If you earn 15k. Can you pay full 15k or do you have to reduce in relation to minimum wage?

You cannot salary sacrifice below minimum wage. Our understanding is that RAS contributions and Net Pay contributions should be OK as minimum wage is based on income before pension contributions. 

There was an ongoing consultation regarding harmonising the difference between net pay and relief at source. ( net pay under personal allowance not relievable where as relief at source is, do you know if this is ongoing or no longer being reviewed?

The “net pay anomaly” is now fixed and people should start to see money coming back after the end of this tax year.  Note the net pay anomaly only applies to those with total income after net pay contributions that are less than the personal allowance.

Where can I find the formulas for the calculations and results you have mentioned?

The tax relief modeller crunches the numbers – our return numbers are basically net benefit at end less net cost at start converted to a percentage.

I have looked on the Tech Matters website and I cannot see the booking page for the annual allowance webinar.

It’s here!

On the basis you have relevant earnings of £1m and you opt to pay the annual allowance tax charge from spare cash, does it make sense to make the pension contribution on the basis you are immediately reducing your estate by both the pension contribution and the tax charge, or is a rule stopping this?

We cant think of a specific rule preventing it, though their could be IHT implications on death.  Running the numbers would be needed to see if it was actually worth it, we suspect there are alternate ways of making that £1m work for you

My tax relief modeller is all black rather than green in excel so cant use it...any ideas why?

They are built to “die” at the end of the tax year. You should download a new one from the website. Alternatively always go to the website and you will get the most up to date one – we occasionally make enhancements during the year.

If , as rumoured, Labour were to remove access to tax-free cash, how quick could this be done, especially if some people are using pensions to redeem their mortgages?

In theory, they could do it overnight. 

In the example of normal expenditure rule contributing £500 pm to Rachel and Ben, this would need to be below the yearly amount of £2,880 net pension contribution (Gross £3,600 contribution limit if no relevant earnings) or this rule doesn't apply?

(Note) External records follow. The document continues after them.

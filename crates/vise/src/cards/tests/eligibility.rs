use super::common::*;
use crate::cards::domain::{CardType, RestrictedCountries};
use crate::cards::eligibility::{
    EligibilityConfig, EligibilityDecision, EligibilityEvaluator, RejectionReason, TierGroup,
};
use rust_decimal::Decimal;
use rust_decimal_macros::dec;

#[test]
fn classic_is_always_eligible() {
    let evaluator = evaluator();
    for (income, vise_club, country) in [
        (None, None, "China"),
        (Some(Decimal::ZERO), Some(false), "Peru"),
        (Some(dec!(10000)), Some(true), "Iran"),
    ] {
        let decision = evaluator.evaluate(income, vise_club, "CLASSIC", country);
        assert_eq!(decision, EligibilityDecision::Eligible(CardType::Classic));
        assert!(decision.reason().is_none());
    }
}

#[test]
fn eligible_decision_carries_the_parsed_card_type() {
    let decision = evaluator().evaluate(Some(dec!(1500)), Some(true), " pLaTiNuM ", "Peru");
    assert_eq!(decision, EligibilityDecision::Eligible(CardType::Platinum));
}

#[test]
fn gold_requires_five_hundred_inclusive() {
    let evaluator = evaluator();
    assert!(evaluator
        .evaluate(Some(dec!(500)), Some(false), "gold", "Peru")
        .is_eligible());

    let decision = evaluator.evaluate(Some(dec!(499.99)), Some(true), "Gold", "Peru");
    match decision {
        EligibilityDecision::Rejected(RejectionReason::InsufficientIncome { tier, required }) => {
            assert_eq!(tier, TierGroup::Gold);
            assert_eq!(required, dec!(500));
        }
        other => panic!("expected income rejection, got {other:?}"),
    }
    let reason = decision.reason().expect("rejections carry a reason");
    assert!(reason.contains("500 USD"), "reason was {reason}");
}

#[test]
fn missing_income_counts_as_zero() {
    let decision = evaluator().evaluate(None, Some(true), "gold", "Peru");
    assert!(matches!(
        decision,
        EligibilityDecision::Rejected(RejectionReason::InsufficientIncome { .. })
    ));
}

#[test]
fn platinum_reports_income_before_subscription() {
    let evaluator = evaluator();

    let both_missing = evaluator.evaluate(Some(dec!(999)), Some(false), "platinum", "Peru");
    assert!(matches!(
        both_missing,
        EligibilityDecision::Rejected(RejectionReason::InsufficientIncome {
            tier: TierGroup::Platinum,
            ..
        })
    ));

    let no_club = evaluator.evaluate(Some(dec!(1000)), Some(false), "platinum", "Peru");
    assert_eq!(
        no_club,
        EligibilityDecision::Rejected(RejectionReason::MissingViseClub {
            tier: TierGroup::Platinum
        })
    );
    assert!(no_club
        .reason()
        .unwrap_or_default()
        .contains("VISE CLUB"));

    let missing_flag = evaluator.evaluate(Some(dec!(1500)), None, "platinum", "Peru");
    assert!(!missing_flag.is_eligible());

    assert!(evaluator
        .evaluate(Some(dec!(1000)), Some(true), "PlAtInUm", "Peru")
        .is_eligible());
}

#[test]
fn premium_tiers_check_income_then_subscription_then_country() {
    let evaluator = evaluator();
    for card in ["black", "WHITE"] {
        let all_failing = evaluator.evaluate(Some(dec!(1999.99)), Some(false), card, "China");
        assert!(matches!(
            all_failing,
            EligibilityDecision::Rejected(RejectionReason::InsufficientIncome {
                tier: TierGroup::BlackWhite,
                ..
            })
        ));

        let club_and_country = evaluator.evaluate(Some(dec!(2000)), Some(false), card, "China");
        assert_eq!(
            club_and_country,
            EligibilityDecision::Rejected(RejectionReason::MissingViseClub {
                tier: TierGroup::BlackWhite
            })
        );

        let country_only = evaluator.evaluate(Some(dec!(2500)), Some(true), card, "china");
        match &country_only {
            EligibilityDecision::Rejected(RejectionReason::RestrictedCountry {
                card_type,
                country,
            }) => {
                assert_eq!(Some(*card_type), CardType::parse(card));
                assert_eq!(country, "china");
            }
            other => panic!("expected country rejection, got {other:?}"),
        }

        assert!(evaluator
            .evaluate(Some(dec!(2000)), Some(true), card, "Peru")
            .is_eligible());
    }
}

#[test]
fn restricted_country_matching_ignores_case_and_accents_as_listed() {
    let evaluator = evaluator();
    for country in ["IRÁN", "iran", "Vietnam", "INDIA"] {
        assert!(
            !evaluator
                .evaluate(Some(dec!(5000)), Some(true), "white", country)
                .is_eligible(),
            "{country} should be restricted"
        );
    }
}

#[test]
fn unknown_card_types_are_rejected_generically() {
    let decision = evaluator().evaluate(Some(dec!(9000)), Some(true), "diamond", "Peru");
    assert_eq!(
        decision,
        EligibilityDecision::Rejected(RejectionReason::InvalidCardType("diamond".to_string()))
    );
    assert!(decision
        .reason()
        .unwrap_or_default()
        .contains("invalid card type"));
}

#[test]
fn restricted_set_can_be_replaced() {
    let config = EligibilityConfig::default()
        .with_restricted_countries(RestrictedCountries::new(["Atlantis"]));
    let evaluator = EligibilityEvaluator::new(config);

    assert!(evaluator
        .evaluate(Some(dec!(3000)), Some(true), "black", "China")
        .is_eligible());
    assert!(!evaluator
        .evaluate(Some(dec!(3000)), Some(true), "black", "atlantis")
        .is_eligible());
}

You can pay up to 100% of relevant earnings of your “child” and in the example Rachel and Ben are higher rate taxpaying “children”.

Can an individual over age 75 make a 3rd party contribution?

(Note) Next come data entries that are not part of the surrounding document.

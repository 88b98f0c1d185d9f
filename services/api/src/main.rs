use vise_api::run;

#[tokio::main]
async fn main() {
    if let Err(err) = run().await {
        eprintln!("application error: {err}");
        std::process::exit(1);
    }
}
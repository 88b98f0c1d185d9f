use chrono::{DateTime, NaiveDate, NaiveDateTime, Utc};
use rust_decimal::Decimal;

use super::domain::{
    ClientId, PurchaseRequest, PurchaseSubmission, RegistrationRequest, RegistrationSubmission,
};

/// Largest purchase amount accepted, in whole currency units.
pub const MAX_PURCHASE_AMOUNT: i64 = 1_000_000_000_000_000;

/// Request-shape failures, reported before any business rule runs.
#[derive(Debug, Clone, PartialEq, Eq, thiserror::Error)]
pub enum ValidationError {
    #[error("missing required fields: {}", .0.join(", "))]
    MissingFields(Vec<&'static str>),
    #[error("{field} must not be negative")]
    Negative { field: &'static str },
    #[error("{field} must not exceed {max}")]
    TooLarge { field: &'static str, max: i64 },
    #[error("purchaseDate '{0}' is not a recognizable date")]
    InvalidPurchaseDate(String),
    #[error("malformed request body: {0}")]
    MalformedBody(String),
}

/// Checks registration payloads for the fields every tier needs.
pub fn validate_registration(
    submission: RegistrationSubmission,
) -> Result<RegistrationRequest, ValidationError> {
    let mut missing = Vec::new();
    let name = required_text(submission.name, "name", &mut missing);
    let country = required_text(submission.country, "country", &mut missing);
    if submission.monthly_income.is_none() {
        missing.push("monthlyIncome");
    }
    if submission.vise_club.is_none() {
        missing.push("viseClub");
    }
    let card_type = required_text(submission.card_type, "cardType", &mut missing);

    let (Some(name), Some(country), Some(monthly_income), Some(vise_club), Some(card_type)) = (
        name,
        country,
        submission.monthly_income,
        submission.vise_club,
        card_type,
    ) else {
        return Err(ValidationError::MissingFields(missing));
    };

    non_negative(monthly_income, "monthlyIncome")?;
    Ok(RegistrationRequest {
        name,
        country,
        monthly_income,
        vise_club,
        card_type,
    })
}

/// Checks purchase payloads and resolves the purchase date to a UTC instant.
pub fn validate_purchase(
    submission: PurchaseSubmission,
) -> Result<PurchaseRequest, ValidationError> {
    let mut missing = Vec::new();
    if submission.client_id.is_none() {
        missing.push("clientId");
    }
    if submission.amount.is_none() {
        missing.push("amount");
    }
    let currency = required_text(submission.currency, "currency", &mut missing);
    let purchase_date = required_text(submission.purchase_date, "purchaseDate", &mut missing);
    let purchase_country =
        required_text(submission.purchase_country, "purchaseCountry", &mut missing);

    let (
        Some(client_id),
        Some(amount),
        Some(currency),
        Some(purchase_date),
        Some(purchase_country),
    ) = (
        submission.client_id,
        submission.amount,
        currency,
        purchase_date,
        purchase_country,
    ) else {
        return Err(ValidationError::MissingFields(missing));
    };

    non_negative(amount, "amount")?;
    if amount > Decimal::from(MAX_PURCHASE_AMOUNT) {
        return Err(ValidationError::TooLarge {
            field: "amount",
            max: MAX_PURCHASE_AMOUNT,
        });
    }
    let purchased_at = parse_purchase_date(&purchase_date)?;

    Ok(PurchaseRequest {
        client_id: ClientId(client_id),
        amount,
        currency,
        purchase_date,
        purchased_at,
        purchase_country,
    })
}

/// Accepts RFC 3339 timestamps, naive timestamps (read as UTC), and bare dates.
pub fn parse_purchase_date(raw: &str) -> Result<DateTime<Utc>, ValidationError> {
    let trimmed = raw.trim();
    if let Ok(instant) = DateTime::parse_from_rfc3339(trimmed) {
        return Ok(instant.with_timezone(&Utc));
    }
    if let Ok(naive) = NaiveDateTime::parse_from_str(trimmed, "%Y-%m-%dT%H:%M:%S%.f") {
        return Ok(naive.and_utc());
    }
    if let Some(midnight) = NaiveDate::parse_from_str(trimmed, "%Y-%m-%d")
        .ok()
        .and_then(|date| date.and_hms_opt(0, 0, 0))
    {
        return Ok(midnight.and_utc());
    }
    Err(ValidationError::InvalidPurchaseDate(raw.to_string()))
}

fn required_text(
    value: Option<String>,
    field: &'static str,
    missing: &mut Vec<&'static str>,
) -> Option<String> {
    match value {
        Some(text) if !text.trim().is_empty() => Some(text.trim().to_string()),
        _ => {
            missing.push(field);
            None
        }
    }
}

fn non_negative(value: Decimal, field: &'static str) -> Result<(), ValidationError> {
    if value.is_sign_negative() && !value.is_zero() {
        return Err(ValidationError::Negative { field });
    }
    Ok(())
}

Yes, the scheme member gets the tax relief not the over 75 person. They just get IHT saving.

We have clients looking to access their pensions for the PCLS in case Labour decide to tax it going forwards. What's your view on this happening please?

Les’ view:

We have heard these rumours on and off since 2003 when tax free cash was mooted to become pension commencement lump sum, under blue , red and coalition governments.   The general public need to save more and one of the only things they know and like about pension is they get a tax free lump sum, so taking it away may harm retirement savings.  The tax free amount is now frozen and will melt away with inflation.

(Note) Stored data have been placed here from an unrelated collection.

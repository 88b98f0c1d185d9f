use rust_decimal::Decimal;
use serde::Serialize;

use super::super::domain::CardType;

/// Outcome of an eligibility check for a requested tier.
#[derive(Debug, Clone, PartialEq, Serialize)]
pub enum EligibilityDecision {
    Eligible(CardType),
    Rejected(RejectionReason),
}

impl EligibilityDecision {
    pub fn is_eligible(&self) -> bool {
        matches!(self, EligibilityDecision::Eligible(_))
    }

    /// Human-readable reason, present only for rejections.
    pub fn reason(&self) -> Option<String> {
        match self {
            EligibilityDecision::Eligible(_) => None,
            EligibilityDecision::Rejected(reason) => Some(reason.summary()),
        }
    }
}

/// Why a client cannot hold the requested card.
#[derive(Debug, Clone, PartialEq, Serialize)]
pub enum RejectionReason {
    InsufficientIncome {
        tier: TierGroup,
        required: Decimal,
    },
    MissingViseClub {
        tier: TierGroup,
    },
    RestrictedCountry {
        card_type: CardType,
        country: String,
    },
    InvalidCardType(String),
}

/// Tiers sharing a requirement are reported together.
#[derive(Debug, Clone, Copy, PartialEq, Eq, Serialize)]
pub enum TierGroup {
    Gold,
    Platinum,
    BlackWhite,
}

impl TierGroup {
    pub const fn label(self) -> &'static str {
        match self {
            TierGroup::Gold => "Gold",
            TierGroup::Platinum => "Platinum",
            TierGroup::BlackWhite => "Black/White",
        }
    }
}

impl RejectionReason {
    pub fn summary(&self) -> String {
        match self {
            RejectionReason::InsufficientIncome { tier, required } => format!(
                "client does not meet the minimum monthly income of {} USD required for {}",
                required.normalize(),
                tier.label()
            ),
            RejectionReason::MissingViseClub { tier } => format!(
                "client does not have the VISE CLUB subscription required for {}",
                tier.label()
            ),
            RejectionReason::RestrictedCountry { card_type, country } => format!(
                "clients residing in {country} cannot apply for a {card_type} card"
            ),
            RejectionReason::InvalidCardType(raw) => format!("invalid card type '{raw}'"),
        }
    }
}
//! Temperature distribution box plot.
//!
//! Whiskers reach the furthest reading within 1.5 IQR of the box; readings
//! beyond that are drawn as outliers.

use ratatui::style::{Color, Style};
use ratatui::text::{Line, Span};
use ratatui::widgets::{Block, Paragraph};
use solaroven_core::OvenType;
use solaroven_core::analysis::stats;

use super::{ChartSize, oven_style, render_widget};
use crate::Analysis;

const LABEL_WIDTH: usize = 11;

/// Five-number summary with outliers
#[derive(Debug, Clone, PartialEq)]
pub struct BoxStats {
    pub lower_whisker: f64,
    pub q1: f64,
    pub median: f64,
    pub q3: f64,
    pub upper_whisker: f64,
    pub outliers: Vec<f64>,
}

impl BoxStats {
    pub fn from_values(values: &[f64]) -> Option<Self> {
        let q1 = stats::percentile(values, 0.25)?;
        let median = stats::percentile(values, 0.5)?;
        let q3 = stats::percentile(values, 0.75)?;
        let iqr = q3 - q1;
        let low_fence = q1 - 1.5 * iqr;
        let high_fence = q3 + 1.5 * iqr;

        let inside: Vec<f64> = values
            .iter()
            .copied()
            .filter(|v| (low_fence..=high_fence).contains(v))
            .collect();
        let outliers = values
            .iter()
            .copied()
            .filter(|v| !(low_fence..=high_fence).contains(v))
            .collect();

        Some(Self {
            lower_whisker: stats::min(&inside).unwrap_or(q1),
            q1,
            median,
            q3,
            upper_whisker: stats::max(&inside).unwrap_or(q3),
            outliers,
        })
    }
}

/// Map a value onto a column in `[0, width)`
fn column(value: f64, bounds: [f64; 2], width: usize) -> usize {
    if width <= 1 || bounds[1] <= bounds[0] {
        return 0;
    }
    let frac = ((value - bounds[0]) / (bounds[1] - bounds[0])).clamp(0.0, 1.0);
    (frac * (width - 1) as f64).round() as usize
}

/// Draw one horizontal box as characters
pub fn box_row(stats: &BoxStats, bounds: [f64; 2], width: usize) -> String {
    let mut cells = vec![' '; width];
    if width == 0 {
        return String::new();
    }

    let lw = column(stats.lower_whisker, bounds, width);
    let q1 = column(stats.q1, bounds, width);
    let med = column(stats.median, bounds, width);
    let q3 = column(stats.q3, bounds, width);
    let uw = column(stats.upper_whisker, bounds, width);

    for cell in &mut cells[lw..=uw] {
        *cell = '─';
    }
    for cell in &mut cells[q1..=q3] {
        *cell = '▒';
    }
    cells[lw] = '├';
    cells[uw] = '┤';
    cells[med] = '┃';
    for outlier in &stats.outliers {
        cells[column(*outlier, bounds, width)] = 'o';
    }

    cells.into_iter().collect()
}

pub fn render(analysis: &Analysis, size: ChartSize) -> String {
    let plot_width = (size.width as usize).saturating_sub(LABEL_WIDTH + 3).max(10);

    let boxes: Vec<(OvenType, BoxStats)> = OvenType::ALL
        .iter()
        .filter_map(|&oven| {
            let temps = analysis.session.temperatures_for(oven);
            BoxStats::from_values(&temps).map(|b| (oven, b))
        })
        .collect();

    let lo = boxes
        .iter()
        .flat_map(|(_, b)| b.outliers.iter().copied().chain([b.lower_whisker]))
        .fold(f64::INFINITY, f64::min);
    let hi = boxes
        .iter()
        .flat_map(|(_, b)| b.outliers.iter().copied().chain([b.upper_whisker]))
        .fold(f64::NEG_INFINITY, f64::max);
    let bounds = [lo, hi];

    let mut lines = vec![Line::from("")];
    for (oven, stats) in &boxes {
        lines.push(Line::from(vec![
            Span::styled(format!("{:<LABEL_WIDTH$}", oven.label()), oven_style(*oven)),
            Span::raw(box_row(stats, bounds, plot_width)),
        ]));
        lines.push(Line::from(Span::styled(
            format!(
                "{:<LABEL_WIDTH$}median {:.1}°C, IQR {:.1}-{:.1}°C",
                "", stats.median, stats.q1, stats.q3
            ),
            Style::default().fg(Color::DarkGray),
        )));
        lines.push(Line::from(""));
    }

    if lo.is_finite() && hi.is_finite() {
        let left = format!("{lo:.0}°C");
        let right = format!("{hi:.0}°C");
        let gap = plot_width.saturating_sub(left.chars().count() + right.chars().count());
        lines.push(Line::from(format!(
            "{:<LABEL_WIDTH$}{left}{}{right}",
            "",
            " ".repeat(gap)
        )));
    }

    let paragraph = Paragraph::new(lines)
        .block(Block::bordered().title("Temperature Distribution by Oven Type"));
    render_widget(paragraph, size)
}

#[cfg(test)]
mod tests {
    use super::*;

    #[test]
    fn test_box_stats_without_outliers() {
        let values = [1.0, 2.0, 3.0, 4.0, 5.0];
        let b = BoxStats::from_values(&values).unwrap();
        assert_eq!(b.q1, 2.0);
        assert_eq!(b.median, 3.0);
        assert_eq!(b.q3, 4.0);
        assert_eq!(b.lower_whisker, 1.0);
        assert_eq!(b.upper_whisker, 5.0);
        assert!(b.outliers.is_empty());
    }

    #[test]
    fn test_box_stats_flags_outliers() {
        let values = [10.0, 11.0, 12.0, 13.0, 14.0, 100.0];
        let b = BoxStats::from_values(&values).unwrap();
        assert_eq!(b.outliers, vec![100.0]);
        assert_eq!(b.upper_whisker, 14.0);
    }

    #[test]
    fn test_box_row_layout() {
        let b = BoxStats {
            lower_whisker: 0.0,
            q1: 2.5,
            median: 5.0,
            q3: 7.5,
            upper_whisker: 10.0,
            outliers: vec![],
        };
        let row = box_row(&b, [0.0, 10.0], 11);
        assert_eq!(row.chars().count(), 11);
        assert!(row.starts_with('├'));
        assert!(row.ends_with('┤'));
        assert_eq!(row.chars().nth(5), Some('┃'));
    }

    #[test]
    fn test_render_lists_each_oven() {
        let analysis = crate::run_analysis(&crate::AnalysisFile::default()).unwrap();
        let text = render(&analysis, ChartSize::default());
        assert!(text.contains("Temperature Distribution by Oven Type"));
        for oven in OvenType::ALL {
            assert!(text.contains(oven.label()));
        }
    }
}
//! Integration tests for the solar oven simulation engine
//!
//! Tests are organized by topic:
//! - `simulation` - Curve generation, bounds and determinism
//! - `summary` - Summaries computed from simulated sessions
//! - `ensemble` - Monte Carlo runs and their distributions

mod summary;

So we think it will be unlikely but not impossible. If it did happen it would be very unusual to take away what you had already become entitled to.

How does tax relief work on pension contributions in relation to student loan repayments?

Not sure it’s necessarily a relief – you’re just delaying paying off something you are paying interest on.

Net pay – does not impact repayment levels

Salary Sacrifice – reduces contribution levels

Self-employed to any pension – reduces contribution levels

Repayment amounts differ based on whether it is an employer repaying or whether it is through assessment to income tax.  The repayment levels on assessment to income tax are based on net pay after any type of pension contribution as per The Education (Student Loans) (Repayment) Regulations 2009 (29)(4)(j).  Deductions by employers are based on gross pay less £15,000.

It is unclear how it works with employed people also within self-assessment.

Please share the link to the Tax Relief Tool calculator

It’s here!

Is the SIPP considered as pension contribution under Net Pay?

No, personal pensions including SIPPs operate Relief at Source.